みんなで作って食べて栄養改善~持続可能な学校菜園を目指して~
海外事業運営本部 田中一弘

2025/11/13

今年4月より、公益財団法人味の素ファンデーション「食と栄養」国際助成プログラム(AIN)(公式サイトに移動します)の支援を受け、「栄養のバランスの取れた食習慣の普及を目指した持続可能な学校菜園推進事業」を3年計画で実施しています。

 

ホンジュラスでは、トルティーヤというトウモロコシ粉でできた薄いパンと、フリホーレスという黒インゲン豆(甘くないあんこのようなもの)が食事の中心となっていて、野菜や果物の摂取が少なく、栄養のバランスが偏っていることが問題となっています。

 

そこで、この事業では、学校菜園で栄養価の高い野菜や果物を栽培し、給食として食べることで、栄養のバランスを改善していくことを目指しています。対象は、エル・パライソ県のサン・ルカス市とサン・アントニオ・デ・フローレス市の小学校から高校までの12校(児童・生徒735人)です。

 

まず、事業開始時の状況を確認するため、200人の児童・生徒から食事の内容を聞き取ったところ、色の濃い葉野菜やビタミンAの豊富な野菜と果物の摂取が特に少ないことが分かりました。また、ほとんどの学校では毎日何らかの給食を提供していますが、全体的に炭水化物が多いという結果が出ました。

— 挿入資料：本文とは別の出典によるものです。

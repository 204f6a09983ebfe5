#![macro_use]
#![allow(unused)]

#[cfg(all(feature = "defmt", feature = "log"))]
compile_error!("You may not enable both `defmt` and `log` features.");

macro_rules! trace {
    ($s:literal $(, $x:expr)* $(,)?) => {
        {
            #[cfg(feature = "log")]
            ::log::trace!($s $(, $x)*);
            #[cfg(feature = "defmt")]
            ::defmt::trace!($s $(, $x)*);
            #[cfg(not(any(feature = "log", feature="defmt")))]
            let _ = ($( & $x ),*);
        }
    };
}

macro_rules! debug {
    ($s:literal $(, $x:expr)* $(,)?) => {
        {
            #[cfg(feature = "log")]
            ::log::debug!($s $(, $x)*);
            #[cfg(feature = "defmt")]
            ::defmt::debug!($s $(, $x)*);
            #[cfg(not(any(feature = "log", feature="defmt")))]
            let _ = ($( & $x ),*);
        }
    };
}

macro_rules! info {
    ($s:literal $(, $x:expr)* $(,)?) => {
        {
            #[cfg(feature = "log")]
            ::log::info!($s $(, $x)*);
            #[cfg(feature = "defmt")]
            ::defmt::info!($s $(, $x)*);
            #[cfg(not(any(feature = "log", feature="defmt")))]
            let _ = ($( & $x ),*);
        }
    };
}

macro_rules! warn {
    ($s:literal $(, $x:expr)* $(,)?) => {
        {
            #[cfg(feature = "log")]
            ::log::warn!($s $(, $x)*);
            #[cfg(feature = "defmt")]
            ::defmt::warn!($s $(, $x)*);
            #[cfg(not(any(feature = "log", feature="defmt")))]
            let _ = ($( & $x ),*);
        }
    };
}

macro_rules! error {
    ($s:literal $(, $x:expr)* $(,)?) => {
        {
            #[cfg(feature = "log")]
            ::log::error!($s $(, $x)*);
            #[cfg(feature = "defmt")]
            ::defmt::error!($s $(, $x)*);
            #[cfg(not(any(feature = "log", feature="defmt")))]
            let _ = ($( & $x ),*);
        }
    };
}
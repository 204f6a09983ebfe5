//! The personal layout of the Charybdis 4x6.
//!
//! The `Cp*` layers are copies of `Base` and `Lf`, they only keep the order of the layer
//! stack: `Lf` stays above `Base`, `Rf` above `Lf`, and `Mouse` above everything.

use crate::config::{BehaviorConfig, PersoConfig, PointingConfig, UnicodeConfig};
use crate::french::*;
use crate::types::action::KeyAction;
use crate::types::modifier::GUI;
use crate::{a, charybdis_layout, ck, k, mo, uc, wm};

pub const ROW: usize = 5;
pub const COL: usize = 12;
pub const NUM_LAYER: usize = 8;

#[repr(u8)]
#[derive(Debug, Clone, Copy, PartialEq, Eq)]
#[cfg_attr(feature = "defmt", derive(defmt::Format))]
pub enum Layer {
    Base = 0,
    /// Left function layer: numbers, brackets and F7 ~ F12
    Lf = 1,
    CpBase1 = 2,
    /// Right function layer: navigation, accents and F1 ~ F5
    Rf = 3,
    CpLf1 = 4,
    /// Both function layers: arrows, media and other rare keys
    LfRf = 5,
    CpBase2 = 6,
    Mouse = 7,
}

impl Layer {
    pub const fn index(self) -> u8 {
        self as u8
    }
}

const BASE: [[KeyAction; COL]; ROW] = charybdis_layout!(
    [k!(WwwForward), FR_DLR, FR_DQUO, FR_QUOT, FR_COLN, FR_AMPR, FR_HASH, FR_PIPE, FR_MINS, FR_SLSH, FR_COMM, k!(F14)],
    [k!(WwwBack), FR_EXLM, FR_B, FR_P, FR_O, k!(Escape), FR_CIRC, FR_V, FR_D, FR_L, FR_Z, FR_TILD],
    [FR_QUES, FR_A, FR_U, FR_I, FR_E, k!(Tab), FR_C, FR_T, FR_S, FR_R, FR_N, FR_ASTR],
    [k!(LGui), FR_J, FR_Y, FR_X, FR_DOT, FR_K, FR_H, FR_Q, FR_G, FR_F, FR_M, FR_W],
    [k!(Backspace), k!(Space), k!(LCtrl), k!(LAlt), mo!(Layer::Rf)],
    [mo!(Layer::Lf), k!(LShift), k!(Enter)]
);

const LF: [[KeyAction; COL]; ROW] = charybdis_layout!(
    [ck!(RgbToggle), a!(Transparent), a!(Transparent), a!(Transparent), a!(Transparent), a!(Transparent), k!(F7), k!(F8), k!(F9), k!(F10), k!(F11), k!(F12)],
    [a!(Transparent), a!(Transparent), FR_LBRC, FR_RBRC, a!(Transparent), a!(Transparent), a!(Transparent), FR_7, FR_8, FR_9, a!(Transparent), a!(Transparent)],
    [a!(Transparent), FR_LABK, FR_RABK, FR_LPRN, FR_RPRN, a!(Transparent), FR_CCED, FR_4, FR_5, FR_6, FR_PLUS, a!(Transparent)],
    [a!(Transparent), k!(Application), k!(LCtrl), k!(LShift), FR_LCBR, FR_RCBR, FR_0, FR_1, FR_2, FR_3, FR_EQL, FR_MINS],
    [a!(Transparent), mo!(Layer::Mouse), a!(Transparent), k!(RAlt), a!(Transparent)],
    [a!(No), a!(Transparent), a!(Transparent)]
);

const RF: [[KeyAction; COL]; ROW] = charybdis_layout!(
    [a!(Transparent), k!(F1), k!(F2), k!(F3), k!(F4), k!(F5), a!(Transparent), a!(Transparent), a!(Transparent), FR_BSLS, FR_GRV, a!(Transparent)],
    [a!(Transparent), a!(Transparent), a!(Transparent), a!(Transparent), uc!(Oe), a!(Transparent), FR_PERC, a!(Transparent), k!(Up), a!(Transparent), a!(Transparent), k!(AudioMute)],
    [a!(Transparent), FR_AGRV, FR_UGRV, FR_EGRV, FR_EACU, wm!(PageUp, GUI), k!(PageUp), k!(Left), k!(Down), k!(Right), FR_PLUS, k!(MediaPlayPause)],
    [a!(Transparent), k!(Application), a!(Transparent), a!(Transparent), FR_SCLN, wm!(PageDown, GUI), k!(PageDown), FR_UNDS, k!(AudioVolDown), k!(AudioVolUp), FR_0, FR_MINS],
    [k!(Delete), a!(Transparent), a!(Transparent), a!(Transparent), a!(Transparent)],
    [a!(Transparent), a!(Transparent), a!(No)]
);

const LF_RF: [[KeyAction; COL]; ROW] = charybdis_layout!(
    [k!(F6), FR_EURO, uc!(ArrowNw), uc!(ArrowN), uc!(ArrowNe), k!(PrintScreen), k!(CapsLock), a!(Transparent), a!(Transparent), a!(Transparent), a!(Transparent), a!(Transparent)],
    [a!(Transparent), a!(Transparent), uc!(ArrowW), uc!(ArrowWe), uc!(ArrowE), a!(Transparent), a!(Transparent), a!(Transparent), a!(Transparent), a!(Transparent), a!(Transparent), a!(Transparent)],
    [a!(Transparent), FR_AT, uc!(ArrowSw), uc!(ArrowS), uc!(ArrowSe), a!(Transparent), a!(Transparent), k!(Home), a!(Transparent), k!(End), a!(Transparent), a!(Transparent)],
    [a!(Transparent), a!(Transparent), a!(Transparent), a!(Transparent), uc!(ThreeDots), a!(Transparent), a!(Transparent), a!(Transparent), k!(MediaNextTrack), k!(MediaPrevTrack), a!(Transparent), a!(Transparent)],
    [a!(Transparent), a!(Transparent), a!(Transparent), a!(Transparent), a!(Transparent)],
    [a!(No), a!(Transparent), a!(No)]
);

const MOUSE: [[KeyAction; COL]; ROW] = charybdis_layout!(
    [a!(Transparent), a!(Transparent), a!(Transparent), a!(Transparent), a!(Transparent), a!(Transparent), a!(Transparent), a!(Transparent), a!(Transparent), a!(Transparent), a!(Transparent), a!(Transparent)],
    [a!(Transparent), a!(Transparent), a!(Transparent), a!(Transparent), a!(Transparent), a!(Transparent), a!(Transparent), a!(Transparent), a!(Transparent), a!(Transparent), a!(Transparent), a!(Transparent)],
    [a!(Transparent), k!(MouseBtn2), ck!(MouseSnipe), ck!(MouseScroll), k!(MouseBtn1), a!(Transparent), a!(Transparent), a!(Transparent), a!(Transparent), a!(Transparent), a!(Transparent), a!(Transparent)],
    [a!(Transparent), k!(MouseBtn3), k!(LCtrl), k!(LShift), a!(Transparent), a!(Transparent), a!(Transparent), a!(Transparent), a!(Transparent), a!(Transparent), a!(Transparent), a!(Transparent)],
    [a!(Transparent), a!(No), a!(Transparent), a!(Transparent), a!(Transparent)],
    [a!(No), a!(Transparent), a!(No)]
);

/// All layers, indexed by [`Layer`]
pub const fn get_default_keymap() -> [[[KeyAction; COL]; ROW]; NUM_LAYER] {
    [BASE, LF, BASE, RF, LF, LF_RF, BASE, MOUSE]
}

/// Configuration of this layout: `Lf` + `Rf` activates `LfRf`, the trackball only moves in `Mouse`
pub fn perso_config() -> PersoConfig {
    PersoConfig {
        behavior: BehaviorConfig {
            tri_layer: Some([Layer::Lf.index(), Layer::Rf.index(), Layer::LfRf.index()]),
        },
        pointing: PointingConfig {
            mouse_layer: Some(Layer::Mouse.index()),
            ..Default::default()
        },
        unicode: UnicodeConfig {
            hex_letters: FR_HEX_LETTERS,
            ..Default::default()
        },
    }
}

#[cfg(test)]
mod tests {
    use super::*;
    use crate::types::action::{Action, CustomKey, UnicodeChar};
    use crate::types::keycode::KeyCode;

    #[test]
    fn test_copies_match_their_source() {
        let keymap = get_default_keymap();
        assert_eq!(keymap[Layer::CpBase1 as usize], keymap[Layer::Base as usize]);
        assert_eq!(keymap[Layer::CpBase2 as usize], keymap[Layer::Base as usize]);
        assert_eq!(keymap[Layer::CpLf1 as usize], keymap[Layer::Lf as usize]);
    }

    #[test]
    fn test_thumb_cluster() {
        let keymap = get_default_keymap();
        let thumbs = keymap[Layer::Base as usize][4];
        assert_eq!(thumbs[0], KeyAction::No);
        assert_eq!(thumbs[1], k!(Backspace));
        assert_eq!(thumbs[4], KeyAction::Single(Action::LayerOn(1)));
        assert_eq!(thumbs[7], KeyAction::Single(Action::LayerOn(3)));
        assert_eq!(thumbs[8], k!(Enter));
        assert_eq!(keymap[Layer::Lf as usize][4][2], KeyAction::Single(Action::LayerOn(7)));
    }

    #[test]
    fn test_every_unicode_char_is_reachable() {
        let keymap = get_default_keymap();
        for c in UnicodeChar::ALL {
            let target = KeyAction::Single(Action::Custom(CustomKey::Unicode(c)));
            assert!(
                keymap.iter().flatten().flatten().any(|a| *a == target),
                "{:?} is not in the keymap",
                c
            );
        }
    }

    #[test]
    fn test_mouse_layer_keys() {
        let keymap = get_default_keymap();
        let home = keymap[Layer::Mouse as usize][2];
        assert_eq!(home[1], k!(MouseBtn2));
        assert_eq!(home[2], KeyAction::Single(Action::Custom(CustomKey::MouseSnipe)));
        assert_eq!(home[3], KeyAction::Single(Action::Custom(CustomKey::MouseScroll)));
        assert_eq!(home[4], KeyAction::Single(Action::Key(KeyCode::MouseBtn1)));
    }

    #[test]
    fn test_layout_config() {
        let config = perso_config();
        assert_eq!(config.behavior.tri_layer, Some([1, 3, 5]));
        assert_eq!(config.pointing.mouse_layer, Some(7));
        assert_eq!(config.pointing.snipe.snipe_cpi, 200);
        // `a` is typed with the US `q` key
        assert_eq!(config.unicode.hex_letters[0], KeyCode::Q);
    }
}
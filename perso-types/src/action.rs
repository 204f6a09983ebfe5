//! Keyboard actions.
//!
//! Key types:
//! - [`KeyAction`] - What a keymap position holds
//! - [`Action`] - Single operations that the keyboard executes
//! - [`CustomKey`] - The custom behaviors of this keymap
//! - [`UnicodeChar`] - Characters typed through the host's Unicode entry sequence

use serde::{Deserialize, Serialize};

use crate::keycode::KeyCode;
use crate::modifier::ModifierCombination;

/// A KeyAction is the action at a keyboard position, stored in keymap.
#[derive(Debug, Copy, Clone, PartialEq, Eq, Default, Serialize, Deserialize)]
#[cfg_attr(feature = "defmt", derive(defmt::Format))]
pub enum KeyAction {
    /// No action. Serialized as 0x0000.
    #[default]
    No,
    /// Transparent action, next layer will be checked.
    Transparent,
    /// A single action, such as triggering a key, or activating a layer.
    Single(Action),
}

/// A single basic action that a keyboard can execute.
#[derive(Debug, Copy, Clone, PartialEq, Eq, Serialize, Deserialize)]
#[cfg_attr(feature = "defmt", derive(defmt::Format))]
pub enum Action {
    /// A normal key stroke, uses for all keycodes defined in `KeyCode` enum, including mouse key, consumer/system control, etc.
    Key(KeyCode),
    /// Key stroke with modifier combination triggered.
    KeyWithModifier(KeyCode, ModifierCombination),
    /// Activate a layer while the key is held
    LayerOn(u8),
    /// Custom behavior, handled by the dispatcher
    Custom(CustomKey),
}

impl Action {
    /// Returns `true` if the action emits one of the emulated mouse buttons
    pub fn is_mouse_button(self) -> bool {
        match self {
            Action::Key(k) | Action::KeyWithModifier(k, _) => k.is_mouse_button(),
            _ => false,
        }
    }
}

/// The custom keys of the keymap.
#[derive(Debug, Copy, Clone, PartialEq, Eq, Serialize, Deserialize)]
#[cfg_attr(feature = "defmt", derive(defmt::Format))]
pub enum CustomKey {
    /// Toggle the RGB lighting without writing the new state to persistent storage
    RgbToggle,
    /// Turn trackball motion into scroll steps while held
    MouseScroll,
    /// Lower the trackball resolution while held
    MouseSnipe,
    /// Type a character through the Unicode entry sequence
    Unicode(UnicodeChar),
}

/// Characters typed by the Unicode custom keys.
#[derive(Debug, Copy, Clone, PartialEq, Eq, Serialize, Deserialize)]
#[cfg_attr(feature = "defmt", derive(defmt::Format))]
pub enum UnicodeChar {
    /// `…`
    ThreeDots,
    /// `œ`
    Oe,
    /// `↑`
    ArrowN,
    /// `↗`
    ArrowNe,
    /// `→`
    ArrowE,
    /// `↘`
    ArrowSe,
    /// `↓`
    ArrowS,
    /// `↙`
    ArrowSw,
    /// `←`
    ArrowW,
    /// `↖`
    ArrowNw,
    /// `↔`
    ArrowWe,
}

impl UnicodeChar {
    pub const ALL: [UnicodeChar; 11] = [
        UnicodeChar::ThreeDots,
        UnicodeChar::Oe,
        UnicodeChar::ArrowN,
        UnicodeChar::ArrowNe,
        UnicodeChar::ArrowE,
        UnicodeChar::ArrowSe,
        UnicodeChar::ArrowS,
        UnicodeChar::ArrowSw,
        UnicodeChar::ArrowW,
        UnicodeChar::ArrowNw,
        UnicodeChar::ArrowWe,
    ];

    /// Unicode code point of the character
    pub const fn code_point(self) -> u32 {
        match self {
            UnicodeChar::ThreeDots => 0x2026,
            UnicodeChar::Oe => 0x0153,
            UnicodeChar::ArrowN => 0x2191,
            UnicodeChar::ArrowNe => 0x2197,
            UnicodeChar::ArrowE => 0x2192,
            UnicodeChar::ArrowSe => 0x2198,
            UnicodeChar::ArrowS => 0x2193,
            UnicodeChar::ArrowSw => 0x2199,
            UnicodeChar::ArrowW => 0x2190,
            UnicodeChar::ArrowNw => 0x2196,
            UnicodeChar::ArrowWe => 0x2194,
        }
    }

    pub fn as_char(self) -> Option<char> {
        char::from_u32(self.code_point())
    }
}
use postcard::experimental::max_size::MaxSize;
use serde::{Deserialize, Serialize};

/// A key press or release at a position of the logical matrix
#[derive(Serialize, Deserialize, Clone, Copy, Debug, PartialEq, Eq, MaxSize)]
#[cfg_attr(feature = "defmt", derive(defmt::Format))]
pub struct KeyEvent {
    pub row: u8,
    pub col: u8,
    pub pressed: bool,
}

impl KeyEvent {
    pub const fn press(row: u8, col: u8) -> Self {
        Self { row, col, pressed: true }
    }

    pub const fn release(row: u8, col: u8) -> Self {
        Self { row, col, pressed: false }
    }
}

  • ベースライン調査の準備。200人の子どもの食事を聞き取るのは簡単なことではありません。こうした地道な準備が欠かせません
  • 学校菜園では児童・生徒みんなで協力して多種の野菜を育てています

調査の結果も踏まえて、学校の児童・生徒、教師、保護者らとも話し合い、学校菜園で多様な野菜を栽培することにしました。これまでも様々な事業で連携してきた現地NGO(GGUIA:グルーポ・ギア)の農業専門家が、環境にやさしい低コストの栽培方法を実践的に指導しました。

 

児童・生徒や教師、そして保護者らが世話をし、雨にも恵まれ、からし菜、シラントロ(パクチー)、かぼちゃ、きゅうり、玉ねぎ、赤かぶ、トマト、ピーマン、人参などの野菜を収穫することができました。収穫した野菜は、みんなで調理し、おいしい給食として食べています。その際には、栄養教育も行い、多様な野菜を食べることがいかに身体に良いかを伝えています。

  • 収穫した野菜を使った給食を食べる子どもたち。自分で育てた野菜の味は格別です。カメラを向けているので、ちょっと緊張しているかな?
  • 学校菜園で収穫した野菜を使って給食を準備しています

また、この学校菜園の活動を地域で支え、継続していくため、市役所、学校、家庭の連携も推進しています。市役所や各学校の教師、児童・生徒、保護者の代表による推進委員会が形成され、学校菜園への訪問なども行っています。

 

この事業で大切にしているのは、学校菜園が持続可能なものになることです。良いスタートが切れましたが、これからがより重要になってきます。今後も進捗をご報告していきたいと思いますので、みなさまの応援をよろしくお願いします。

 
 

この記事を書いたのは
田中 一弘(たなか かずひろ)
海外事業運営本部 プログラムコーディネーター


大学3年のゼミで、国連職員から難民支援について話を聞き「国際協力を仕事にすること」を決意。国際開発学修士を取得後、2000年にアムダ海外事業本部(アムダマインズの前身)入職。アンゴラでの国内避難民支援など、アフリカ、中南米、アジアの様々な国・地域でのプロジェクトに従事。趣味はサッカー観戦。今年初めてJ1に昇格したファジアーノ岡山を応援しています。兵庫県出身。